FMCG Micro-Influencer Marketing Tactics to Grow Your Business

On the surface, fast-moving consumer goods (FMCG) may not appear an obvious choice for influencer marketing. Most manufacturers and retailers of products like milk, bread, fast foods, and personal care products seem to spend a fortune on television advertising and other forms of traditional media. Yet, FMCG is one of the fastest growing market segments using influencer marketing, with an increase in partnerships with micro-influencers in particular. The sector increased its influencer marketing spending by more than 62% in 2021, according to Zefmo.

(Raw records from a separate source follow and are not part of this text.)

//! Class preloading registry
//!
//! Native-created threads cannot look application classes up by name: the
//! runtime resolves names through the calling thread's class loading
//! context, and such threads have none. Classes are therefore resolved
//! once, through a thread-independent loader, and kept as global references
//! keyed by their slash-separated name. Dotted names are accepted and
//! normalized on the way in.
//!
//! Only explicit preloading inserts entries; [`Bridge::find_class`] never
//! does, so the registry's contents stay predictable. Each entry remembers
//! the runtime that created it and is released through that runtime.

use std::borrow::Cow;
use std::fmt;
use std::sync::Arc;

use jbridge_sdk::{ManagedRuntime, ObjectRef};
use parking_lot::Mutex;
use rustc_hash::FxHashMap;
use tracing::{debug, warn};

use crate::bridge::{same_runtime, Bridge};
use crate::env::Env;
use crate::refs::ClassRef;
use crate::{BridgeError, BridgeResult};

/// Slash-separated form of a class name
fn class_key(name: &str) -> Cow<'_, str> {
    if name.contains('.') {
        Cow::Owned(name.replace('.', "/"))
    } else {
        Cow::Borrowed(name)
    }
}

/// A preloaded class and the runtime it belongs to
struct Entry {
    class: ObjectRef,
    runtime: Arc<dyn ManagedRuntime>,
}

/// Name → global class reference table.
///
/// All access goes through one lock; mutation happens at setup and
/// shutdown only.
#[derive(Default)]
pub struct ClassRegistry {
    entries: Mutex<FxHashMap<String, Entry>>,
}

impl ClassRegistry {
    /// Create an empty registry
    pub fn new() -> Self {
        Self::default()
    }

    /// Global reference registered under `name`
    pub fn get(&self, name: &str) -> Option<ObjectRef> {
        self.entries.lock().get(class_key(name).as_ref()).map(|e| e.class)
    }

    /// Global reference registered under `name` by `runtime`
    fn get_for(&self, name: &str, runtime: &Arc<dyn ManagedRuntime>) -> Option<ObjectRef> {
        self.entries
            .lock()
            .get(name)
            .filter(|e| same_runtime(&e.runtime, runtime))
            .map(|e| e.class)
    }

    /// Whether `name` has an entry
    pub fn contains(&self, name: &str) -> bool {
        self.entries.lock().contains_key(class_key(name).as_ref())
    }

    /// Number of entries
    pub fn len(&self) -> usize {
        self.entries.lock().len()
    }

    /// Whether the registry is empty
    pub fn is_empty(&self) -> bool {
        self.entries.lock().is_empty()
    }

    /// Registered names, sorted
    pub fn names(&self) -> Vec<String> {
        let mut names: Vec<String> = self.entries.lock().keys().cloned().collect();
        names.sort();
        names
    }

    /// Insert unless present. Returns `false` (and leaves the table alone)
    /// if `name` already has an entry.
    fn insert_if_absent(&self, name: &str, class: ObjectRef, runtime: Arc<dyn ManagedRuntime>) -> bool {
        let mut entries = self.entries.lock();
        if entries.contains_key(name) {
            return false;
        }
        entries.insert(name.to_string(), Entry { class, runtime });
        true
    }

    /// Remove every entry, returning them for release
    fn drain(&self) -> Vec<(String, Entry)> {
        self.entries.lock().drain().collect()
    }
}

impl fmt::Debug for ClassRegistry {
    fn fmt(&self, f: &mut fmt::Formatter<'_>) -> fmt::Result {
        f.debug_struct("ClassRegistry").field("names", &self.names()).finish()
    }
}

// ============================================================================
// Bridge operations
// ============================================================================

impl Bridge {
    /// Resolve `name` through the thread-independent loader and keep a
    /// global reference to it. Preloading a name twice is a no-op.
    pub fn preload_class(&self, name: &str) -> BridgeResult<()> {
        let key = class_key(name);
        if self.registry().contains(&key) {
            return Ok(());
        }

        let runtime = self.runtime().ok_or(BridgeError::RuntimeNotRegistered)?;
        let env = Env::for_runtime(self, runtime.clone())?;
        let local = env.load_class(&key).map_err(|e| {
            warn!(class = name, "failed to preload class");
            e
        })?;
        let global = local
            .into_global()
            .ok_or_else(|| BridgeError::AllocationFailed(format!("global reference to {}", name)))?;

        let raw = global.raw();
        if self.registry().insert_if_absent(&key, raw, runtime) {
            // The registry owns it from here on.
            let _ = global.into_raw();
            debug!(class = key.as_ref(), "preloaded class");
        }
        // Otherwise another thread won the race; `global` releases ours.
        Ok(())
    }

    /// Preload several classes. Failures are logged and skipped; returns
    /// how many of the names are preloaded afterwards.
    pub fn preload_classes<I, S>(&self, names: I) -> usize
    where
        I: IntoIterator<Item = S>,
        S: AsRef<str>,
    {
        let mut loaded = 0;
        for name in names {
            let name = name.as_ref();
            match self.preload_class(name) {
                Ok(()) => loaded += 1,
                Err(e) => warn!(class = name, error = %e, "skipping class in batch preload"),
            }
        }
        loaded
    }

    /// Whether `name` has been preloaded
    pub fn is_class_preloaded(&self, name: &str) -> bool {
        self.registry().contains(name)
    }

    /// Class reference for `name`: the preloaded entry if there is one,
    /// otherwise a direct lookup on the calling thread, returned as an owned
    /// global and *not* added to the registry.
    pub fn find_class(&self, name: &str) -> BridgeResult<ClassRef> {
        let key = class_key(name);
        if let Some(runtime) = self.runtime() {
            if let Some(raw) = self.registry().get_for(&key, &runtime) {
                return Ok(ClassRef::Preloaded(raw));
            }
        }

        let env = Env::current(self)?;
        let local = env.find_class_direct(&key)?;
        local
            .into_global()
            .map(ClassRef::Owned)
            .ok_or_else(|| BridgeError::AllocationFailed(format!("global reference to {}", name)))
    }

    /// Release every preloaded class and empty the registry.
    ///
    /// Class references previously handed out as [`ClassRef::Preloaded`]
    /// dangle afterwards; callers must make sure none are in use.
    pub fn unload_classes(&self) {
        for (name, entry) in self.registry().drain() {
            match Env::for_runtime(self, entry.runtime.clone()) {
                Ok(env) => {
                    entry.runtime.delete_global_ref(env.raw(), entry.class);
                    debug!(class = name.as_str(), runtime = entry.runtime.name(), "unloaded class");
                }
                Err(e) => warn!(class = name.as_str(), error = %e, "leaking preloaded class"),
            }
        }
    }

    /// Number of preloaded classes
    pub fn preloaded_count(&self) -> usize {
        self.registry().len()
    }

    /// Preloaded class names, sorted
    pub fn preloaded_class_names(&self) -> Vec<String> {
        self.registry().names()
    }
}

This post will look at some FMCG micro-influencer marketing tactics your brand can use, particularly if you want to reach some niche audiences.

fmcg micro influencer marketing tactics stats

FMCG Micro-Influencer Marketing Tactics:

What's Special About FMCG and Micro-Influencers?

Fast-moving consumer goods, aka consumer packaged goods, are those everyday products that sell regularly and are generally relatively affordable. Many are perishable and have a short shelf life. You might think these are not particularly suitable for influencer marketing, which most people consider best for sectors like fashion, beauty, and homeware. Yet many brands now recognize that influencer marketing can do much for them, even for everyday FMCG items.

According to Kroll's Face Value Report, more than one in 10 marketers at FMCG companies gained  $1.1-$5 million from their most successful influencer campaign. Additionally, Kroll found that FMCG companies predominately work with micro-influencers (41%) and mid-tier influencers (34%).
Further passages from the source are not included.